On a l’impression que vous dites :
"mais tout ça ne va pas de soi", comme si jusqu’à présent on ne s’était
pas posé vraiment la question de ces transformations.
D.B. : Souvent on est balancé entre "ça ne sert à
rien d’en parler" et "ça ne sert à rien non plus
de ne pas en parler", donc c’est vrai que c’est une position
qui manque de nos jours. Mais à partir du moment où l’on s’inscrit
dans la critique, il y a le fait de se positionner en tant que porte-parole,
chose que l’on n’a absolument pas envie d’endosser. Ensuite, se
taire, c’est insupportable aussi.
A.M. :
Dans le domaine qui est le nôtre, la musique, la chanson, on s’est
senti obligé d’exprimer un désaccord, une critique, mais vraiment
obligés, qui ça vient de la rencontre entre le contexte général
et notre parcours personnel et c’est une envie démesurée, qui a
un but mais qui a la fois n’en a pas, une espèce d’agitation vaine,
une espèce de cri. Et les raisons, elles existent et tout le monde
les connaît : c’est un sentiment d’impuissance, d’absurdité,
d’injustice, de train qui avance sans conducteur et qui va on ne
sait pas où. Nous, après, on s’en prend à ce qu’on voit. Ce qu’on
a exprimé sur notre premier disque, c’était par rapport à ce que
nous vivons en tant que musiciens professionnels, par rapport à
l’argent, au profit. Il y a un sentiment d’omniprésence du profit,
omniprésence du mensonge, de la parole qui est détournée, une espèce
d’immense déni, qui nous conduit à une forme de radicalité. Je me
souviens d’un groupe de Death Metal, dont le titre d’un album était"questions
extrêmes, demandent réponses extrêmes" et nous c’est
un peu comme ça qu’on le voit : on est obligé de faire quelque
chose qui pose problème ou en tout cas qui essaie de poser problème,
parce que sinon ça nous paraîtrait inutile, on aurait l’impression
de faire des disques qui ne servent à rien.

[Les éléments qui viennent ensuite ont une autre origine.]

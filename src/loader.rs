// CSV adapter: turns exported report and project rows into canonical records.
//
// Bad rows are counted and skipped; bad values inside a good row are kept as
// they are and left to the engine's sentinel handling.
use crate::compliance::is_real_pm;
use crate::error::ReportResult;
use crate::rating::{self, Dimension, NOT_ASSESSED};
use crate::types::{Project, RawPmRow, RawProjectRow, RawRow, Report, UNASSIGNED};
use crate::util::{is_well_formed_period, parse_datetime_safe};
use csv::ReaderBuilder;
use std::collections::HashSet;
use std::io::Read;
use tracing::{debug, info, warn};

#[derive(Debug, Clone, Default, PartialEq)]
pub struct LoadReport {
    pub total_rows: usize,
    pub loaded_rows: usize,
    pub parse_errors: usize,
    pub skipped_rows: usize,
    pub malformed_periods: usize,
    pub unrecognized_ratings: usize,
}

fn clean(value: Option<String>) -> Option<String> {
    value
        .map(|v| v.trim().to_string())
        .filter(|v| !v.is_empty())
}

pub fn load_reports(path: &str) -> ReportResult<(Vec<Report>, LoadReport)> {
    let rdr = ReaderBuilder::new().flexible(true).from_path(path)?;
    let (reports, load_report) = read_rows(rdr);
    info!(
        path,
        total = load_report.total_rows,
        loaded = load_report.loaded_rows,
        "loaded reports"
    );
    Ok((reports, load_report))
}

/// Same as [`load_reports`] for an in-memory or streamed source.
pub fn read_reports<R: Read>(source: R) -> (Vec<Report>, LoadReport) {
    read_rows(ReaderBuilder::new().flexible(true).from_reader(source))
}

fn read_rows<R: Read>(mut rdr: csv::Reader<R>) -> (Vec<Report>, LoadReport) {
    let mut stats = LoadReport::default();
    let mut out: Vec<Report> = Vec::new();

    for result in rdr.deserialize::<RawRow>() {
        stats.total_rows += 1;
        let row = match result {
            Ok(r) => r,
            Err(e) => {
                debug!(row = stats.total_rows, error = %e, "unreadable report row");
                stats.parse_errors += 1;
                continue;
            }
        };

        let Some(project_name) = clean(row.project_name) else {
            warn!(row = stats.total_rows, "report row without project name skipped");
            stats.skipped_rows += 1;
            continue;
        };

        let reporting_period = clean(row.reporting_period);
        if let Some(p) = &reporting_period {
            if !is_well_formed_period(p) {
                warn!(project = %project_name, period = %p, "malformed reporting period");
                stats.malformed_periods += 1;
            }
        }

        let or_na = |v: Option<String>| clean(v).unwrap_or_else(|| NOT_ASSESSED.to_string());
        let report = Report {
            id: clean(row.id).unwrap_or_else(|| format!("row-{}", stats.total_rows)),
            project_name,
            reporting_period,
            submission_date: parse_datetime_safe(row.submission_date.as_deref()),
            assigned_pm: clean(row.assigned_pm).unwrap_or_else(|| UNASSIGNED.to_string()),
            risk_level: or_na(row.risk_level),
            financial_health: or_na(row.financial_health),
            completion_status: or_na(row.completion_status),
            team_morale: or_na(row.team_morale),
            customer_satisfaction: or_na(row.customer_satisfaction),
            pm_self_evaluation: or_na(row.pm_self_evaluation),
            front_end_quality: or_na(row.front_end_quality),
            back_end_quality: or_na(row.back_end_quality),
            testing_quality: or_na(row.testing_quality),
            design_quality: or_na(row.design_quality),
            overall_project_score: clean(row.overall_project_score),
        };

        stats.unrecognized_ratings += Dimension::ALL
            .iter()
            .filter(|d| {
                let raw = report.rating(**d);
                !rating::is_sentinel(raw) && rating::rate(**d, raw).is_none()
            })
            .count();
        out.push(report);
    }

    stats.loaded_rows = out.len();
    (out, stats)
}

/// Load the project registry. Duplicate names keep their first row.
pub fn load_projects(path: &str) -> ReportResult<Vec<Project>> {
    let rdr = ReaderBuilder::new().flexible(true).from_path(path)?;
    let projects = read_project_rows(rdr);
    info!(path, projects = projects.len(), "loaded project registry");
    Ok(projects)
}

pub fn read_projects<R: Read>(source: R) -> Vec<Project> {
    read_project_rows(ReaderBuilder::new().flexible(true).from_reader(source))
}

fn read_project_rows<R: Read>(mut rdr: csv::Reader<R>) -> Vec<Project> {
    let mut seen: HashSet<String> = HashSet::new();
    let mut out = Vec::new();
    for result in rdr.deserialize::<RawProjectRow>() {
        let Ok(row) = result else { continue };
        let Some(project_name) = clean(row.project_name) else { continue };
        if !seen.insert(project_name.clone()) {
            continue;
        }
        out.push(Project { project_name, assigned_pm: clean(row.assigned_pm) });
    }
    out
}

/// Load the PM roster: every manager expected to report, with or without
/// projects. "Unassigned" and blank names are dropped, repeats keep one entry.
pub fn load_pm_roster(path: &str) -> ReportResult<Vec<String>> {
    let rdr = ReaderBuilder::new().flexible(true).from_path(path)?;
    let roster = read_roster_rows(rdr);
    info!(path, managers = roster.len(), "loaded PM roster");
    Ok(roster)
}

pub fn read_pm_roster<R: Read>(source: R) -> Vec<String> {
    read_roster_rows(ReaderBuilder::new().flexible(true).from_reader(source))
}

fn read_roster_rows<R: Read>(mut rdr: csv::Reader<R>) -> Vec<String> {
    let mut seen: HashSet<String> = HashSet::new();
    let mut out = Vec::new();
    for result in rdr.deserialize::<RawPmRow>() {
        let Ok(row) = result else { continue };
        let Some(name) = clean(row.pm_name).filter(|n| is_real_pm(n)) else { continue };
        if seen.insert(name.clone()) {
            out.push(name);
        }
    }
    out
}

#[cfg(test)]
mod tests {
    use super::*;
    use pretty_assertions::assert_eq;
    use std::io::Write;

    const HEADER: &str = concat!(
        "id,projectName,reportingPeriod,submissionDate,assignedPM,",
        "riskLevel,financialHealth,completionStatus,teamMorale,customerSatisfaction,",
        "pmSelfEvaluation,frontEndQuality,backEndQuality,testingQuality,designQuality,",
        "overallProjectScore",
    );

    #[test]
    fn rows_become_canonical_reports() {
        let csv = format!(
            "{HEADER}\n\
             r1, Acme ,2025-01,2025-01-10 09:00:00,Pat,Low,Healthy,Mostly,\
             High,Satisfied,Good,Good,Fair,Poor,Excellent,\n\
             r2,Beta,Jan-2025,,,,,,,,,,,,,3.2\n"
        );
        let (reports, stats) = read_reports(csv.as_bytes());
        assert_eq!(stats.total_rows, 2);
        assert_eq!(stats.loaded_rows, 2);
        assert_eq!(stats.malformed_periods, 1);
        assert_eq!(reports[0].project_name, "Acme");
        assert_eq!(reports[0].assigned_pm, "Pat");
        assert!(reports[0].submission_date.is_some());
        assert_eq!(reports[0].overall_project_score, None);
        assert_eq!(reports[1].assigned_pm, UNASSIGNED);
        assert_eq!(reports[1].risk_level, NOT_ASSESSED);
        assert_eq!(reports[1].overall_project_score.as_deref(), Some("3.2"));
    }

    #[test]
    fn rows_without_project_are_skipped() {
        let csv = format!("{HEADER}\nr1,,2025-01,,,,,,,,,,,,,\nr2,Acme,2025-01,,,Meh,,,,,,,,,,\n");
        let (reports, stats) = read_reports(csv.as_bytes());
        assert_eq!(reports.len(), 1);
        assert_eq!(stats.skipped_rows, 1);
        assert_eq!(stats.unrecognized_ratings, 1);
    }

    #[test]
    fn missing_ids_are_generated() {
        let csv = format!("{HEADER}\n,Acme,2025-01,,,,,,,,,,,,,\n");
        let (reports, _) = read_reports(csv.as_bytes());
        assert_eq!(reports[0].id, "row-1");
    }

    #[test]
    fn report_file_round_trip_through_disk() {
        let mut f = tempfile::NamedTempFile::new().unwrap();
        writeln!(f, "{HEADER}").unwrap();
        writeln!(f, "r1,Acme,2025-02,2025-02-27,Pat,High,,,,,,,,,,").unwrap();
        let (reports, stats) = load_reports(f.path().to_str().unwrap()).unwrap();
        assert_eq!(stats.loaded_rows, 1);
        assert_eq!(reports[0].risk_level, "High");
    }

    #[test]
    fn missing_file_is_an_error() {
        assert!(load_reports("/nonexistent/reports.csv").is_err());
    }

    #[test]
    fn registry_deduplicates_projects() {
        let csv = "projectName,assignedPM\nAcme,Pat\nBeta,\nAcme,Lee\n,Nobody\n";
        let projects = read_projects(csv.as_bytes());
        assert_eq!(
            projects,
            vec![
                Project { project_name: "Acme".into(), assigned_pm: Some("Pat".into()) },
                Project { project_name: "Beta".into(), assigned_pm: None },
            ]
        );
    }
    #[test]
    fn roster_keeps_real_managers_once() {
        let csv = "pmName\nRobin\n Pat \nUnassigned\n\nRobin\n";
        assert_eq!(read_pm_roster(csv.as_bytes()), vec!["Robin".to_string(), "Pat".to_string()]);
    }

    #[test]
    fn roster_file_loads_from_disk() {
        let mut f = tempfile::NamedTempFile::new().unwrap();
        writeln!(f, "pmName,team").unwrap();
        writeln!(f, "Robin,Platform").unwrap();
        let roster = load_pm_roster(f.path().to_str().unwrap()).unwrap();
        assert_eq!(roster, vec!["Robin".to_string()]);
    }
}
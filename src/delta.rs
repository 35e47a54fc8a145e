// Cross-period movement of a project's scores.
//
// The two most recent reports of a project are compared metric by metric and
// every change is classified as improved, declined or unchanged. Risk is
// normalized so that a higher value is already the safer one; no metric
// needs its direction inverted.
use crate::latest::chronological;
use crate::rating::{self, Dimension};
use crate::score::{self, CompositeScores, ScoreLabel};
use crate::types::Report;
use crate::util::{round1, round2};
use serde::Serialize;
use std::cmp::Ordering;
use std::collections::BTreeMap;
use std::fmt;
use tracing::debug;

/// The metrics tracked across periods.
#[derive(Debug, Clone, Copy, PartialEq, Eq, Hash, PartialOrd, Ord, Serialize)]
pub enum Metric {
    OverallScore,
    RiskLevel,
    FinancialHealth,
    CustomerSatisfaction,
    TeamKpis,
    DepartmentalScore,
}

impl Metric {
    pub const ALL: [Metric; 6] = [
        Metric::OverallScore,
        Metric::RiskLevel,
        Metric::FinancialHealth,
        Metric::CustomerSatisfaction,
        Metric::TeamKpis,
        Metric::DepartmentalScore,
    ];

    pub fn name(self) -> &'static str {
        match self {
            Metric::OverallScore => "Overall Score",
            Metric::RiskLevel => "Risk Level",
            Metric::FinancialHealth => "Financial Health",
            Metric::CustomerSatisfaction => "Customer Satisfaction",
            Metric::TeamKpis => "Team KPIs",
            Metric::DepartmentalScore => "Departmental Score",
        }
    }

    pub fn value(self, report: &Report) -> Option<f64> {
        let dimension = |d: Dimension| rating::rate(d, report.rating(d)).map(round2);
        match self {
            Metric::OverallScore => score::overall_score(report),
            Metric::RiskLevel => dimension(Dimension::RiskLevel),
            Metric::FinancialHealth => dimension(Dimension::FinancialHealth),
            Metric::CustomerSatisfaction => dimension(Dimension::CustomerSatisfaction),
            Metric::TeamKpis => score::team_score(report),
            Metric::DepartmentalScore => score::departmental_score(report),
        }
    }
}

impl fmt::Display for Metric {
    fn fmt(&self, f: &mut fmt::Formatter<'_>) -> fmt::Result {
        f.write_str(self.name())
    }
}

#[derive(Debug, Clone, Copy, PartialEq, Eq, Serialize)]
pub enum ChangeStatus {
    Improved,
    Declined,
    NoChange,
}

impl ChangeStatus {
    pub fn from_change(change: f64) -> Self {
        if change > 0.0 {
            ChangeStatus::Improved
        } else if change < 0.0 {
            ChangeStatus::Declined
        } else {
            ChangeStatus::NoChange
        }
    }

    pub fn as_str(self) -> &'static str {
        match self {
            ChangeStatus::Improved => "improved",
            ChangeStatus::Declined => "declined",
            ChangeStatus::NoChange => "no change",
        }
    }
}

#[derive(Debug, Clone, PartialEq, Serialize)]
pub struct MetricChange {
    pub metric: Metric,
    pub previous: f64,
    pub current: f64,
    pub change: f64,
    pub status: ChangeStatus,
}

#[derive(Debug, Clone, PartialEq, Serialize)]
pub struct DeltaReport {
    pub project_name: String,
    pub previous_period: Option<String>,
    pub current_period: Option<String>,
    pub improved: Vec<MetricChange>,
    pub declined: Vec<MetricChange>,
    pub unchanged: Vec<MetricChange>,
}

impl DeltaReport {
    /// All changes: improved, then declined, then unchanged.
    pub fn changes(&self) -> impl Iterator<Item = &MetricChange> {
        self.improved
            .iter()
            .chain(self.declined.iter())
            .chain(self.unchanged.iter())
    }
}

#[derive(Debug, Clone, PartialEq, Serialize)]
pub enum DeltaOutcome {
    /// Fewer than two reports; nothing to compare.
    InsufficientData { project_name: String, reports: usize },
    Compared(DeltaReport),
}

fn by_magnitude(a: &MetricChange, b: &MetricChange) -> Ordering {
    b.change
        .abs()
        .partial_cmp(&a.change.abs())
        .unwrap_or(Ordering::Equal)
}

fn sorted_chronologically<'a>(reports: &[&'a Report]) -> Vec<&'a Report> {
    let mut v = reports.to_vec();
    v.sort_by(|a, b| chronological(a, b));
    v
}

/// Compare the two latest reports of one project.
///
/// `reports` are expected to belong to a single project; their order does
/// not matter.
pub fn compare_latest(project_name: &str, reports: &[&Report]) -> DeltaOutcome {
    if reports.len() < 2 {
        return DeltaOutcome::InsufficientData {
            project_name: project_name.to_string(),
            reports: reports.len(),
        };
    }
    let sorted = sorted_chronologically(reports);
    let current = sorted[sorted.len() - 1];
    let previous = sorted[sorted.len() - 2];

    let mut improved = Vec::new();
    let mut declined = Vec::new();
    let mut unchanged = Vec::new();
    for metric in Metric::ALL {
        let (Some(prev), Some(cur)) = (metric.value(previous), metric.value(current)) else {
            continue;
        };
        if prev == 0.0 || cur == 0.0 {
            continue;
        }
        // Adding zero folds a rounded -0.0 into 0.0.
        let change = round1(cur - prev) + 0.0;
        let status = ChangeStatus::from_change(change);
        let entry = MetricChange { metric, previous: prev, current: cur, change, status };
        match status {
            ChangeStatus::Improved => improved.push(entry),
            ChangeStatus::Declined => declined.push(entry),
            ChangeStatus::NoChange => unchanged.push(entry),
        }
    }
    improved.sort_by(by_magnitude);
    declined.sort_by(by_magnitude);

    DeltaOutcome::Compared(DeltaReport {
        project_name: project_name.to_string(),
        previous_period: previous.reporting_period.clone(),
        current_period: current.reporting_period.clone(),
        improved,
        declined,
        unchanged,
    })
}

/// Group `reports` by project.
pub fn group_by_project(reports: &[Report]) -> BTreeMap<&str, Vec<&Report>> {
    let mut groups: BTreeMap<&str, Vec<&Report>> = BTreeMap::new();
    for r in reports {
        groups.entry(r.project_name.as_str()).or_default().push(r);
    }
    groups
}

/// Compare the latest two reports of `project_name` within a mixed collection.
pub fn compare_project(reports: &[Report], project_name: &str) -> DeltaOutcome {
    let own: Vec<&Report> = reports
        .iter()
        .filter(|r| r.project_name == project_name)
        .collect();
    compare_latest(project_name, &own)
}

/// Delta outcome for every project present in `reports`.
pub fn compare_all(reports: &[Report]) -> BTreeMap<String, DeltaOutcome> {
    let out: BTreeMap<String, DeltaOutcome> = group_by_project(reports)
        .into_iter()
        .map(|(name, group)| (name.to_string(), compare_latest(name, &group)))
        .collect();
    debug!(projects = out.len(), "computed cross-period deltas");
    out
}

/// One point of a project's score history.
#[derive(Debug, Clone, PartialEq, Serialize)]
pub struct TrendPoint {
    pub report_id: String,
    pub period: Option<String>,
    pub scores: CompositeScores,
    pub label: ScoreLabel,
}

/// Composite scores of a project's reports in chronological order.
pub fn score_history(reports: &[Report], project_name: &str) -> Vec<TrendPoint> {
    let own: Vec<&Report> = reports
        .iter()
        .filter(|r| r.project_name == project_name)
        .collect();
    sorted_chronologically(&own)
        .into_iter()
        .map(|r| {
            let scores = CompositeScores::of(r);
            TrendPoint {
                report_id: r.id.clone(),
                period: r.reporting_period.clone(),
                label: scores.label(),
                scores,
            }
        })
        .collect()
}
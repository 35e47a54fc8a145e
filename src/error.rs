// Errors of the adapter layer (loading, configuration, writing outputs).
//
// The scoring engine itself never fails; only file handling does.
use thiserror::Error;

#[derive(Error, Debug)]
pub enum ReportError {
    #[error("I/O error on {path}: {source}")]
    Io {
        path: String,
        #[source]
        source: std::io::Error,
    },

    #[error("CSV error: {0}")]
    Csv(#[from] csv::Error),

    #[error("JSON error: {0}")]
    Json(#[from] serde_json::Error),

    #[error("invalid configuration ({field}): {message}")]
    InvalidConfig { field: String, message: String },
}

impl ReportError {
    pub fn io(path: &str, source: std::io::Error) -> Self {
        ReportError::Io { path: path.to_string(), source }
    }
}

pub type ReportResult<T> = Result<T, ReportError>;
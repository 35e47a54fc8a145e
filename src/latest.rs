// Latest-report resolution: one current report per project.
use crate::types::{Project, Report};
use std::cmp::Ordering;
use std::collections::{BTreeMap, BTreeSet};
use tracing::debug;

/// Chronological order of two reports of the same project: reporting period,
/// then submission time, then id. A missing period or timestamp sorts before
/// any present one.
pub fn chronological(a: &Report, b: &Report) -> Ordering {
    a.reporting_period
        .cmp(&b.reporting_period)
        .then_with(|| a.submission_date.cmp(&b.submission_date))
        .then_with(|| a.id.cmp(&b.id))
}

#[derive(Debug, Default)]
pub struct LatestReports<'a> {
    pub by_project: BTreeMap<&'a str, &'a Report>,
    /// Registry projects that have no report at all.
    pub without_reports: Vec<String>,
}

impl<'a> LatestReports<'a> {
    pub fn get(&self, project_name: &str) -> Option<&'a Report> {
        self.by_project.get(project_name).copied()
    }

    pub fn len(&self) -> usize {
        self.by_project.len()
    }

    pub fn is_empty(&self) -> bool {
        self.by_project.is_empty()
    }
}

/// Pick the most recent report of every project. The winner does not depend
/// on the order of `reports`.
pub fn resolve_latest<'a>(reports: &'a [Report], registry: &[Project]) -> LatestReports<'a> {
    let mut by_project: BTreeMap<&'a str, &'a Report> = BTreeMap::new();
    for r in reports {
        by_project
            .entry(r.project_name.as_str())
            .and_modify(|current| {
                if chronological(r, *current) == Ordering::Greater {
                    *current = r;
                }
            })
            .or_insert(r);
    }

    let mut seen = BTreeSet::new();
    let without_reports: Vec<String> = registry
        .iter()
        .map(|p| p.project_name.as_str())
        .filter(|name| !by_project.contains_key(name) && seen.insert(*name))
        .map(str::to_string)
        .collect();

    debug!(
        reports = reports.len(),
        projects = by_project.len(),
        without_reports = without_reports.len(),
        "resolved latest reports"
    );
    LatestReports { by_project, without_reports }
}

/// Registry projects with no report for `period`.
pub fn missing_for_period(reports: &[Report], registry: &[Project], period: &str) -> Vec<String> {
    let reported: BTreeSet<&str> = reports
        .iter()
        .filter(|r| r.reporting_period.as_deref() == Some(period))
        .map(|r| r.project_name.as_str())
        .collect();
    let mut out: Vec<String> = registry
        .iter()
        .map(|p| p.project_name.as_str())
        .filter(|name| !reported.contains(name))
        .map(str::to_string)
        .collect();
    out.sort();
    out.dedup();
    out
}
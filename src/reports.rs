// Presentation rows built from the engine's results.
use crate::compliance::PmCompliance;
use crate::delta::{compare_all, DeltaOutcome};
use crate::latest::resolve_latest;
use crate::score::{CompositeScores, ScoreLabel};
use crate::tally::TallyEntry;
use crate::types::{
    ComplianceRow, LatestReportRow, Project, Report, SummaryStats, TrendRow, UnderperformanceRow,
};
use crate::util::{average, format_number, format_period, format_score, mean_present, round2};
use std::cmp::Ordering;

/// Latest report of every project, best overall score first.
pub fn generate_latest_table(reports: &[Report], registry: &[Project]) -> Vec<LatestReportRow> {
    let latest = resolve_latest(reports, registry);
    let mut scored: Vec<(Option<f64>, LatestReportRow)> = latest
        .by_project
        .values()
        .map(|r| {
            let scores = CompositeScores::of(r);
            let row = LatestReportRow {
                project: r.project_name.clone(),
                period: r
                    .reporting_period
                    .as_deref()
                    .map(format_period)
                    .unwrap_or_else(|| "-".to_string()),
                assigned_pm: r.assigned_pm.clone(),
                project_health: format_score(scores.project_health, 1),
                team: format_score(scores.team, 1),
                departmental: format_score(scores.departmental, 1),
                overall: format_score(scores.overall, 1),
                rating: scores.label().to_string(),
            };
            (scores.overall, row)
        })
        .collect();

    // Unscored projects sink to the bottom; names break ties.
    scored.sort_by(|a, b| {
        b.0.unwrap_or(-1.0)
            .partial_cmp(&a.0.unwrap_or(-1.0))
            .unwrap_or(Ordering::Equal)
            .then_with(|| a.1.project.cmp(&b.1.project))
    });
    scored.into_iter().map(|(_, row)| row).collect()
}

/// Period-over-period movement for every project.
pub fn generate_trend_table(reports: &[Report]) -> Vec<TrendRow> {
    let mut rows = Vec::new();
    for (project, outcome) in compare_all(reports) {
        match outcome {
            DeltaOutcome::InsufficientData { .. } => rows.push(TrendRow {
                project,
                metric: "-".to_string(),
                previous: "-".to_string(),
                current: "-".to_string(),
                change: "-".to_string(),
                status: "insufficient data".to_string(),
            }),
            DeltaOutcome::Compared(delta) => {
                for c in delta.changes() {
                    rows.push(TrendRow {
                        project: project.clone(),
                        metric: c.metric.to_string(),
                        previous: format_number(c.previous, 1),
                        current: format_number(c.current, 1),
                        change: format!("{:+.1}", c.change),
                        status: c.status.as_str().to_string(),
                    });
                }
            }
        }
    }
    rows
}

pub fn generate_compliance_table(compliance: &[PmCompliance]) -> Vec<ComplianceRow> {
    compliance
        .iter()
        .map(|c| ComplianceRow {
            pm_name: c.pm_name.clone(),
            periods: c
                .period_statuses
                .iter()
                .map(|s| format!("{}: {}", format_period(&s.period), s.status))
                .collect::<Vec<_>>()
                .join(" | "),
            compliance_score: format!("{}%", format_number(c.compliance_score, 0)),
            standing: c.standing.as_str().to_string(),
        })
        .collect()
}

pub fn generate_underperformance_table(tally: &[TallyEntry]) -> Vec<UnderperformanceRow> {
    tally
        .iter()
        .enumerate()
        .map(|(idx, e)| UnderperformanceRow {
            rank: idx + 1,
            dimension: e.dimension.to_string(),
            count: e.count,
            severity: e.severity.as_str().to_string(),
        })
        .collect()
}

pub fn generate_summary(
    reports: &[Report],
    registry: &[Project],
    compliance: &[PmCompliance],
) -> SummaryStats {
    let latest = resolve_latest(reports, registry);
    let overall: Vec<Option<f64>> = latest
        .by_project
        .values()
        .map(|r| CompositeScores::of(r).overall)
        .collect();
    let count = |label: ScoreLabel| {
        overall
            .iter()
            .filter(|s| ScoreLabel::from_score(**s) == label)
            .count()
    };
    let scores: Vec<f64> = compliance.iter().map(|c| c.compliance_score).collect();

    SummaryStats {
        total_projects: latest.len() + latest.without_reports.len(),
        total_reports: reports.len(),
        projects_with_reports: latest.len(),
        projects_without_reports: latest.without_reports.len(),
        avg_overall_score: mean_present(overall.iter().copied()).map(round2),
        excellent: count(ScoreLabel::Excellent),
        good: count(ScoreLabel::Good),
        fair: count(ScoreLabel::Fair),
        poor: count(ScoreLabel::Poor),
        no_data: count(ScoreLabel::NoData),
        avg_compliance: round2(average(&scores)),
    }
}
//! Health Routes
//!
//! Health check endpoints for monitoring and Kubernetes probes.
//!
//! - GET /health/live - Liveness probe (process is alive)
//! - GET /health/ready - Readiness probe (ready to serve traffic)
//! - GET /health - Full health status

use axum::{extract::State, http::StatusCode, Json};
use std::sync::Arc;

use crate::api::dto::HealthResponse;
use crate::api::state::AppState;

/// GET /health/live
///
/// Kubernetes liveness probe.
/// Returns 200 if the process is alive, no dependency checks.
pub async fn liveness() -> StatusCode {
    StatusCode::OK
}

/// GET /health/ready
///
/// Kubernetes readiness probe.
/// Returns 200 when the store answers and the dispatcher is running.
pub async fn readiness(State(state): State<Arc<AppState>>) -> StatusCode {
    if state.store.ping().await.is_ok() && !state.dispatcher.is_closed() {
        StatusCode::OK
    } else {
        StatusCode::SERVICE_UNAVAILABLE
    }
}

/// GET /health
///
/// Full health status with component details.
pub async fn full_health(State(state): State<Arc<AppState>>) -> Json<HealthResponse> {
    let store_ok = match state.store.ping().await {
        Ok(()) => true,
        Err(e) => {
            tracing::warn!(error = %e, "Store health check failed");
            false
        }
    };
    let status = if store_ok && !state.dispatcher.is_closed() {
        "healthy"
    } else {
        "degraded"
    };

    Json(HealthResponse {
        status: status.to_string(),
        store: if store_ok { "ok" } else { "error" }.to_string(),
        connections: state.registry.connection_count().await,
        active_rooms: state.registry.room_count().await,
        uptime_seconds: state.uptime_seconds(),
        version: env!("CARGO_PKG_VERSION").to_string(),
    })
}
//! Identity Verification
//!
//! Turns a credential into a validated display name.
//!
//! - **jwt**: HS256 token issuing and verification ([`JwtAuthority`])
//! - **password**: Argon2 password hashing for signup/login
//!
//! The relay only sees the [`IdentityVerifier`] trait. Streaming connections
//! authenticate once, when the WebSocket is upgraded; frames on an
//! established connection are attributed to that identity and never carry
//! credentials of their own.

pub mod jwt;
pub mod password;

pub use jwt::{load_or_generate_secret, Claims, JwtAuthority};
pub use password::{hash_password, verify_password};

use thiserror::Error;

/// Errors produced while verifying identities or handling credentials
#[derive(Debug, Error)]
pub enum AuthError {
    /// Credential is missing, malformed, forged or names an unknown user
    #[error("Invalid credential")]
    InvalidCredential,

    /// Credential was valid but has expired
    #[error("Credential expired")]
    Expired,

    /// Token could not be created
    #[error("Token error: {0}")]
    Token(String),

    /// Password hashing failed
    #[error("Password hashing error: {0}")]
    Hashing(String),

    /// Secret file could not be read or written
    #[error("IO error: {0}")]
    Io(#[from] std::io::Error),
}

/// Validates a credential and yields the display name it belongs to
pub trait IdentityVerifier: Send + Sync {
    fn verify(&self, credential: &str) -> Result<String, AuthError>;
}
//! Roomcast Store
//!
//! Durable persistence for chat data:
//!
//! - **types**: Core data structures (Message, Room, RoomId, User)
//! - **sqlite**: SQLite implementation of rooms, users and messages
//! - **error**: Error types
//!
//! The relay only depends on the [`MessageStore`] trait: append a message and
//! read a room's history back oldest first. Everything else (rooms, users) is
//! used by the HTTP layer directly.
//!
//! # Example
//!
//! ```rust,no_run
//! use roomcast::store::{MessageStore, NewMessage, RoomId, SqliteStore};
//!
//! #[tokio::main]
//! async fn main() -> Result<(), Box<dyn std::error::Error>> {
//!     let store = SqliteStore::open(std::path::Path::new("./roomcast.db"))?;
//!     let general = RoomId::parse("general")?;
//!     store.create_room(general.clone()).await?;
//!
//!     let message = store.persist(NewMessage::new(general.clone(), "alice", "hi")).await?;
//!     let history = store.list_by_room(&general).await?;
//!     assert_eq!(history.last(), Some(&message));
//!
//!     Ok(())
//! }
//! ```

pub mod error;
pub mod sqlite;
pub mod types;

pub use error::{StoreError, StoreResult};
pub use sqlite::SqliteStore;
pub use types::{
    now_millis, validate_username, Message, NewMessage, Room, RoomId, User, MAX_BODY_LEN,
    MAX_ROOM_NAME_LEN,
};

use async_trait::async_trait;

/// Message persistence as seen by the relay
#[async_trait]
pub trait MessageStore: Send + Sync {
    /// Durably append a message, returning it with its assigned id
    async fn persist(&self, message: NewMessage) -> StoreResult<Message>;

    /// All messages in a room, oldest first
    async fn list_by_room(&self, room: &RoomId) -> StoreResult<Vec<Message>>;
}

"Au départ, on avait des idées pires : on voulait
tout péter."
De
quoi est parti Programme ?
A.M. :
Je crois qu’il y avait des choses qui étaient présentes dans Diabologum,
le groupe dont je faisais partie avant, mais c’était beaucoup moins
viscéral que Programme. Quand on a monté Programme à travers des
morceaux comme "Je sais où je vais" (1)
on a eu l’impression d’atteindre quelque chose que j’espérais
depuis toujours à travers la chanson. Il faut, je crois, du temps
pour trouver le courage et la façon de le faire.
D.B. : On s’est rencontré sur cette problématique "d’être
obligé de." Bon, moi j’ai un parcours différent. Il y a
même une époque de ma vie où j’avais un métier, qui me rapportait
des sous et que je savais faire. Donc je n’avais plus qu’à me laisser
glisser, devenir quelqu’un dans mon microcosme. Et, c’est tout simplement
le problème de se lever le matin tout simplement et de se dire "bon,
j’ai 40 annuités, j’ai attaqué la première…" c’est absolument
incroyable. Donc, il y avait déjà une obligation de faire quelque
chose. Quand j’ai rencontré Arno, on ne s’est pas rencontré avec
un texte ou des sons, on s’est rencontré sur cette longueur d’onde.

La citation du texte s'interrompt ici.